### WHAT TO PRODUCE
The lines below may contain the word "PhysicalSize". Please count those that do and give the number alone.

(Stored data entries)
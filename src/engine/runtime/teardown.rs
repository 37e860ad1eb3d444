use tracing::{error, info};

use super::StereoBridge;
use crate::engine::display::{DisplayBackend, DisplayEvent};
use crate::engine::frame::SessionState;
use crate::engine::lifecycle::release_surfaces;
use crate::engine::producer::ProducerDevice;

impl<P: ProducerDevice, B: DisplayBackend> StereoBridge<P, B> {
    /// ### English
    /// Stops the session: ends the display thread, then releases the producer surfaces.
    ///
    /// Idempotent; also runs on `Drop`. Must be called from the producer thread.
    ///
    /// ### 中文
    /// 停止会话：先结束显示线程，再释放生产者表面。
    ///
    /// 幂等；`Drop` 时也会执行。必须在生产者线程调用。
    pub fn shutdown(&mut self) {
        let previous = self.ring.session();
        if previous == SessionState::Stopped {
            return;
        }
        self.ring.set_session(SessionState::Stopped);
        self.handed_off = false;
        self.stats.set_presented_targets(self.presented.len());

        // The display thread unregisters its objects before the surfaces go away.
        self.events.post(DisplayEvent::Quit);
        if let Some(handle) = self.display.take()
            && handle.join().is_err()
        {
            error!("display thread panicked");
        }

        if std::mem::replace(&mut self.initialised, false) {
            release_surfaces(&self.device, &self.ring);
            self.device.restore_output_target();
        }
        info!(?previous, "stereo bridge stopped");
    }
}

impl<P: ProducerDevice, B: DisplayBackend> Drop for StereoBridge<P, B> {
    fn drop(&mut self) {
        self.shutdown();
    }
}
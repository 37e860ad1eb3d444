/// ### English
/// `stereo_bridge` crate root.
/// The C ABI lives in `ffi`; the frame hand-off core and its collaborators live under `engine`.
///
/// ### 中文
/// `stereo_bridge` 的 crate 根。
/// C ABI 位于 `ffi`；帧交接核心及其协作者位于 `engine` 模块。
pub mod engine;
mod ffi;
//! ### English
//! C ABI surface for `stereo_bridge`.
//!
//! All exported symbols are `extern "C"` functions; structs are `#[repr(C)]`.
//! The host passes two function tables (producer and display) whose entries are plain
//! addresses; every entry must be non-zero. Strings must be NUL-terminated UTF-8.
//!
//! ### 中文
//! `stereo_bridge` 的 C ABI 接口层。
//!
//! 所有导出符号均为 `extern "C"` 函数；结构体使用 `#[repr(C)]`。
//! 宿主传入两张函数表（生产者与显示），表项为普通地址，且每一项都必须非 0。
//! 字符串必须是以 NUL 结尾的 UTF-8。
mod abi;
mod bridge;
mod display;
mod input;
mod producer;

use std::ffi::{CStr, c_char, c_void};
use std::path::PathBuf;

use dpi::PhysicalSize;

use crate::engine::error::{BridgeError, Result};
use crate::engine::producer::{PixelFormat, SurfaceDesc};
use crate::engine::stats::StatsSnapshot;
use crate::engine::stereo::Viewport;
use crate::engine::StereoBridge;

pub use display::{StereoBridgeDisplayApi, StereoBridgeEventSink, StereoBridgeSurfaceRequest};
pub use input::{StereoBridgeDisplayEvent, StereoBridgeInputEvent};
pub use producer::StereoBridgeProducerApi;

#[repr(C)]
/// ### English
/// Opaque bridge handle. Owned by the host's producer thread; every hook must be called there.
///
/// ### 中文
/// 不透明桥接句柄，归宿主的生产者线程所有；所有钩子都必须在该线程调用。
pub struct StereoBridgeHandle {
    bridge: StereoBridge<producer::FfiProducer, display::FfiDisplayBackend>,
}

#[repr(C)]
#[derive(Clone, Copy, Debug, Default, PartialEq)]
/// ### English
/// Producer viewport as passed through the C ABI.
///
/// ### 中文
/// 经由 C ABI 传递的生产者视口。
pub struct StereoBridgeViewport {
    pub x: u32,
    pub y: u32,
    pub width: u32,
    pub height: u32,
    pub min_z: f32,
    pub max_z: f32,
}

impl From<StereoBridgeViewport> for Viewport {
    fn from(value: StereoBridgeViewport) -> Self {
        Self {
            x: value.x,
            y: value.y,
            width: value.width,
            height: value.height,
            min_z: value.min_z,
            max_z: value.max_z,
        }
    }
}

impl From<Viewport> for StereoBridgeViewport {
    fn from(value: Viewport) -> Self {
        Self {
            x: value.x,
            y: value.y,
            width: value.width,
            height: value.height,
            min_z: value.min_z,
            max_z: value.max_z,
        }
    }
}

#[repr(C)]
#[derive(Clone, Copy, Debug, Default, PartialEq, Eq)]
/// ### English
/// Size, format and multisample count of a producer surface.
///
/// ### 中文
/// 生产者表面的尺寸、格式与多重采样数。
pub struct StereoBridgeSurfaceDesc {
    pub width: u32,
    pub height: u32,
    /// ### English
    /// The producer device's own format code.
    ///
    /// ### 中文
    /// 生产者设备自身的格式代码。
    pub format: u32,
    pub samples: u32,
}

impl From<StereoBridgeSurfaceDesc> for SurfaceDesc {
    fn from(value: StereoBridgeSurfaceDesc) -> Self {
        Self {
            size: PhysicalSize::new(value.width, value.height),
            format: PixelFormat(value.format),
            samples: value.samples,
        }
    }
}

impl From<SurfaceDesc> for StereoBridgeSurfaceDesc {
    fn from(value: SurfaceDesc) -> Self {
        Self {
            width: value.size.width,
            height: value.size.height,
            format: value.format.0,
            samples: value.samples,
        }
    }
}

#[repr(C)]
#[derive(Clone, Copy, Debug, PartialEq, Eq)]
/// ### English
/// A shareable producer render target and the handle the interop layer registers.
///
/// ### 中文
/// 可共享的生产者渲染目标，以及 interop 层注册所用的句柄。
pub struct StereoBridgeSharedSurface {
    pub surface: *mut c_void,
    pub share_handle: *mut c_void,
}

impl Default for StereoBridgeSharedSurface {
    fn default() -> Self {
        Self {
            surface: std::ptr::null_mut(),
            share_handle: std::ptr::null_mut(),
        }
    }
}

#[repr(C)]
#[derive(Clone, Copy, Debug, Default, PartialEq)]
/// ### English
/// Diagnostic counters copied out by `stereo_bridge_stats`.
///
/// ### 中文
/// 由 `stereo_bridge_stats` 拷贝出的诊断计数。
pub struct StereoBridgeStats {
    pub frames_dx: u64,
    pub frames_gl: u64,
    pub wait_timeouts: u64,
    pub lock_failures: u64,
    pub presented_targets: u64,
    pub elapsed_secs: f64,
}

impl From<StatsSnapshot> for StereoBridgeStats {
    fn from(value: StatsSnapshot) -> Self {
        Self {
            frames_dx: value.frames_dx,
            frames_gl: value.frames_gl,
            wait_timeouts: value.wait_timeouts,
            lock_failures: value.lock_failures,
            presented_targets: value.presented_targets,
            elapsed_secs: value.elapsed_secs,
        }
    }
}

/// ### English
/// C ABI version for `stereo_bridge`.
///
/// ### 中文
/// `stereo_bridge` 的 C ABI 版本号。
const STEREO_BRIDGE_ABI_VERSION: u32 = 1;

/// ### English
/// Fails with the name of the first zero entry in a host function table.
///
/// ### 中文
/// 若宿主函数表中存在为 0 的表项，则以第一个此类表项的名称报错。
fn require_entries(entries: &[(&'static str, usize)]) -> Result<()> {
    match entries.iter().find(|(_, address)| *address == 0) {
        Some((name, _)) => Err(BridgeError::MissingEntryPoint(name)),
        None => Ok(()),
    }
}

/// ### English
/// Converts an optional NUL-terminated UTF-8 C string into a `PathBuf`.
///
/// Returns `None` for NULL pointers, invalid UTF-8, or empty strings.
///
/// # Safety
/// `ptr` must be valid and point to a NUL-terminated string for the duration of the call.
///
/// ### 中文
/// 将可选的 NUL 结尾 UTF-8 C 字符串转换为 `PathBuf`。
///
/// 对 NULL 指针、UTF-8 非法或空字符串返回 `None`。
///
/// # Safety
/// `ptr` 在本次调用期间必须有效，并指向以 NUL 结尾的字符串。
unsafe fn cstr_to_path(ptr: *const c_char) -> Option<PathBuf> {
    if ptr.is_null() {
        return None;
    }

    let value = unsafe { CStr::from_ptr(ptr) }.to_str().ok()?;
    if value.is_empty() {
        return None;
    }

    Some(PathBuf::from(value))
}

### EXERCISE ANSWER
2